This trial is active, not recruiting.

Condition breast cancer
Treatments sunitinib alone, sunitinib plus paclitaxel, doxorubicin and cyclophosphamide
Sponsor Indiana University
Collaborator Pfizer
Start date April 2008
End date September 2010
Trial size 23 participants
Trial identifier NCT00656669, 0802-15/1011003564; IUCRO-0215


The combination of paclitaxel, doxorubicin, and cyclophosphamide is a standard neoadjuvant (given before surgery) treatment for patients that have either inoperable or operable breast cancer. This treatment can help shrink the tumors so they can be removed to help prevent the cancer from spreading to other parts of the body. This study is being done to test the impact of adding sunitinib as a single-agent (Segment 1), followed by sunitinib plus paclitaxel (Segment 2), followed by doxorubicin and cyclophosphamide (Segment 3). We hope the addition of sunitinib will make the treatment more effective, but we don't know if this is true.

United States No locations recruiting
Other Countries No locations recruiting

Study Design

Allocation non-randomized
Endpoint classification efficacy study
Intervention model single group assignment
Masking open label
Primary purpose treatment
The study will be conducted in 3 sequential treatment segments.
sunitinib alone
sunitinib alone (segment 1): During the first segment, patients will receive single-agent sunitinib for 2 weeks.
sunitinib plus paclitaxel
sunitinib plus paclitaxel (Segment 2): Following Segment 1, patients will begin the second segment, 4 cycles (16 weeks) of neoadjuvant treatment with the combination of sunitinib and paclitaxel.
doxorubicin and cyclophosphamide
doxorubicin and cyclophosphamide (Segment 3): Following Segment 2, patients will receive 4 cycles (8 weeks) of neoadjuvant treatment with AC.

Primary Outcomes

To measure changes in interstitial fluid pressure (IFP) induced by sunitinib monotherapy
time frame: screening through cycle 6

Secondary Outcomes

To measure changes in interstitial fluid pressure (IFP) induced by paclitaxel plus sunitinib after sunitinib monotherapy
time frame: screening through cycle 6
To assess the pathological complete response (pCR) rate for patients treated with sunitinib/paclitaxel followed by AC as neoadjuvant therapy for breast cancer
time frame: screening through surgery
To evaluate the safety of paclitaxel plus sunitinib when given in combination as neoadjuvant therapy
time frame: screening through surgery

Eligibility Criteria

Male or female participants at least 18 years old.

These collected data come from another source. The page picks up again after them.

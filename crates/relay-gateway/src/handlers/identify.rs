//! Join handler
//!
//! Runs once per connection, right after the username handshake.

use super::HandlerResult;
use crate::connection::Connection;
use crate::protocol::ServerMessage;
use crate::server::RelayState;
use std::sync::Arc;

/// Handles a newly identified connection
pub struct IdentifyHandler;

impl IdentifyHandler {
    /// Register the session and announce it
    ///
    /// Order: username list to the newcomer only, join notice to everyone,
    /// username list to everyone, file listing to everyone.
    pub async fn handle(state: &RelayState, connection: &Arc<Connection>) -> HandlerResult<()> {
        state.registry().add(connection.clone())?;

        tracing::info!(
            connection_id = %connection.id(),
            username = %connection.username(),
            peer_addr = %connection.peer_addr(),
            "User joined"
        );

        let users = ServerMessage::UsersList {
            users: state.registry().all_usernames(),
        }
        .encode()?;
        state.dispatcher().to_connection(connection, users).await;

        let dispatcher = state.dispatcher();
        dispatcher
            .to_all(&ServerMessage::joined(connection.username()), None)
            .await?;
        dispatcher.users_list().await?;
        dispatcher.files_list(state.files().listing()).await?;

        Ok(())
    }
}
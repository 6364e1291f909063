//! Topic selection: one JSON-constrained chat call that picks a fresh
//! article topic given recent titles and the peptide catalog.

use pepgen_core::Peptide;
use serde::Deserialize;
use serde_json::json;

use crate::client::GenAiClient;
use crate::error::GenAiError;
use crate::types::{ChatMessage, ChatRequest};

/// The keyword/title/reasoning chosen for one pipeline run.
///
/// Ephemeral — never persisted. Title novelty against the supplied recent
/// titles is instructed, not mechanically enforced.
#[derive(Debug, Clone, Deserialize)]
pub struct TopicDecision {
    pub keyword: String,
    pub title: String,
    pub reasoning: String,
}

const SYSTEM_PROMPT: &str = "You are the editorial planner for an educational site about \
research peptides. Pick one article topic that is genuinely useful to readers and clearly \
distinct from every already-published title you are given (compare case-insensitively). \
Respond with a single JSON object: \
{\"keyword\": string, \"title\": string, \"reasoning\": string}. No other text.";

/// Select one novel topic.
///
/// A single chat call with `response_format: json_object`; the message
/// content is parsed directly as the decision object. Any non-2xx response
/// or unparseable body is fatal for the run — retries happen at no layer
/// for topic selection.
///
/// # Errors
///
/// Propagates client errors; an empty or malformed reply is
/// [`GenAiError::MissingPayload`] / [`GenAiError::Deserialize`], and a
/// decision with an empty keyword or title is [`GenAiError::Invalid`].
pub async fn select_topic(
    client: &GenAiClient,
    existing_titles: &[String],
    peptides: &[Peptide],
    steering: Option<&str>,
) -> Result<TopicDecision, GenAiError> {
    let mut user = String::new();
    if existing_titles.is_empty() {
        user.push_str("No articles have been published yet.\n");
    } else {
        user.push_str("Already published titles (do not repeat any of these):\n");
        for title in existing_titles {
            user.push_str("- ");
            user.push_str(title);
            user.push('\n');
        }
    }

    if !peptides.is_empty() {
        user.push_str("\nPeptides covered by the product catalog:\n");
        for peptide in peptides {
            user.push_str("- ");
            user.push_str(&peptide.name);
            user.push('\n');
        }
    }

    if let Some(context) = steering {
        if !context.trim().is_empty() {
            user.push_str("\nEditorial guidance from the site owner: ");
            user.push_str(context.trim());
            user.push('\n');
        }
    }

    user.push_str("\nChoose the next topic.");

    let mut request = ChatRequest::new(
        client.text_model(),
        vec![ChatMessage::system(SYSTEM_PROMPT), ChatMessage::user(user)],
    );
    request.response_format = Some(json!({ "type": "json_object" }));

    let response = client.chat(&request).await?;
    let content = response
        .choices
        .into_iter()
        .next()
        .and_then(|choice| choice.message.content)
        .ok_or_else(|| GenAiError::MissingPayload("topic selection returned no content".into()))?;

    let decision: TopicDecision =
        serde_json::from_str(content.trim()).map_err(|e| GenAiError::Deserialize {
            context: "topic selection content".to_owned(),
            source: e,
        })?;

    if decision.title.trim().is_empty() || decision.keyword.trim().is_empty() {
        return Err(GenAiError::Invalid(
            "topic decision has an empty keyword or title".to_owned(),
        ));
    }

    Ok(decision)
}
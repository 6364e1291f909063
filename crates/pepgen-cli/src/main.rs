//! Operational CLI for pepgen deployments: inspect the generation schedule
//! and provision API tokens/roles for manual triggers.

use anyhow::Context;
use clap::{Parser, Subcommand};
use uuid::Uuid;

#[derive(Debug, Parser)]
#[command(name = "pepgen-cli")]
#[command(about = "pepgen operational command line interface")]
struct Cli {
    #[command(subcommand)]
    command: Commands,
}

#[derive(Debug, Subcommand)]
enum Commands {
    /// Print the current generation schedule.
    Schedule,
    /// Store an API token for a user (hashed with the deployment salt).
    TokenAdd {
        #[arg(long)]
        user: Uuid,
        /// The raw bearer token value to register.
        #[arg(long)]
        token: String,
        #[arg(long)]
        label: Option<String>,
    },
    /// Grant a role to a user (e.g. `admin` for manual generation).
    RoleGrant {
        #[arg(long)]
        user: Uuid,
        #[arg(long, default_value = "admin")]
        role: String,
    },
}

#[tokio::main]
async fn main() -> anyhow::Result<()> {
    dotenvy::dotenv().ok();
    tracing_subscriber::fmt::init();

    let cli = Cli::parse();
    let config = pepgen_core::load_app_config().context("loading configuration")?;
    let pool = pepgen_db::connect_pool(
        &config.database_url,
        pepgen_db::PoolConfig::from_app_config(&config),
    )
    .await
    .context("connecting to database")?;

    match cli.command {
        Commands::Schedule => {
            match pepgen_db::load_schedule(&pool).await? {
                None => println!("no generation schedule configured"),
                Some(schedule) => {
                    println!("id:                 {}", schedule.id);
                    println!("active:             {}", schedule.active);
                    println!("frequency:          {}", schedule.frequency.as_str());
                    println!(
                        "day_of_week:        {}",
                        schedule
                            .day_of_week
                            .map_or_else(|| "-".to_string(), |d| d.to_string())
                    );
                    println!("time_of_day (UTC):  {}", schedule.time_of_day);
                    println!("target_length:      {}", schedule.target_length.as_str());
                    println!(
                        "last_run_at:        {}",
                        schedule
                            .last_run_at
                            .map_or_else(|| "never".to_string(), |t| t.to_rfc3339())
                    );
                    println!(
                        "next_run_at:        {}",
                        schedule
                            .next_run_at
                            .map_or_else(|| "unset".to_string(), |t| t.to_rfc3339())
                    );
                }
            }
        }
        Commands::TokenAdd { user, token, label } => {
            let hash = pepgen_db::hash_token(&config.api_token_hash_salt, &token);
            pepgen_db::insert_api_token(&pool, &hash, user, label.as_deref())
                .await
                .context("storing token")?;
            println!("token stored for user {user}");
        }
        Commands::RoleGrant { user, role } => {
            pepgen_db::grant_role(&pool, user, &role)
                .await
                .context("granting role")?;
            println!("granted role '{role}' to user {user}");
        }
    }

    Ok(())
}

Inclusion Criteria: 1. Patients must have histologically-confirmed adenocarcinoma of the breast with operable or inoperable stage 1c (primary tumor > 1.0 cm), II or III disease. 2. Measurable disease by physical examinations or diagnostic breast imaging (mammography, ultrasonography or MR). 3. Pre-treatment core or incisional biopsy. Patients may not have had definitive primary surgery. 4. Male or female, 18 years of age or older. 5. ECOG performance status 0 or 1. 6. Adequate organ function as defined in the protocol. Exclusion Criteria: 1. Prior radiation therapy, cytotoxic therapy or systemic therapy for breast cancer. Prior use of tamoxifen or raloxifene as chemoprevention is allowed but must be discontinued prior to study entry. 2. Metastatic (Stage IV) breast cancer 3. Patients who have had only a pre-treatment fine needle aspiration (FNA) are excluded. 4. Current therapeutic treatment on another clinical trial with an investigational agent. 5. Any of the following within the 6 months prior to starting study treatment: -myocardial infarction -severe/unstable angina -coronary/peripheral artery bypass graft -congestive heart failure -cerebrovascular accident including transient ischemic attack -pulmonary embolus 6. Ongoing cardiac dysrhythmias of NCI CTCAE grade >=2, atrial fibrillation of any grade, or QTc interval >450 msec for males or >470 msec for females. 7. Hypertension that cannot be controlled by medications. 8. Current treatment with therapeutic doses of any anti-coagulant. Prophylactic use of anticoagulants is allowed. 9. Known human immunodeficiency virus (HIV) infection. 10. Pregnancy or breastfeeding. All female patients with reproductive potential must have a negative pregnancy test prior to first day of study medication. 11. Other severe acute or chronic medical or psychiatric condition, or laboratory abnormality that would impart, in the judgment of the investigator, excess risk associated with study participation or study drug administration, or which, in the judgment of the investigator, would make the patient inappropriate for entry into this study.

Additional Information

Official title An Exploratory Study of the Biological and Clinical Activity of Sunitinib Malate as a Component of Neoadjuvant Therapy for Breast Cancer
Principal investigator Kathy Miller, MD
Trial information was received from ClinicalTrials.gov and was last updated in July 2013.
Information provided to ClinicalTrials.gov by Indiana University.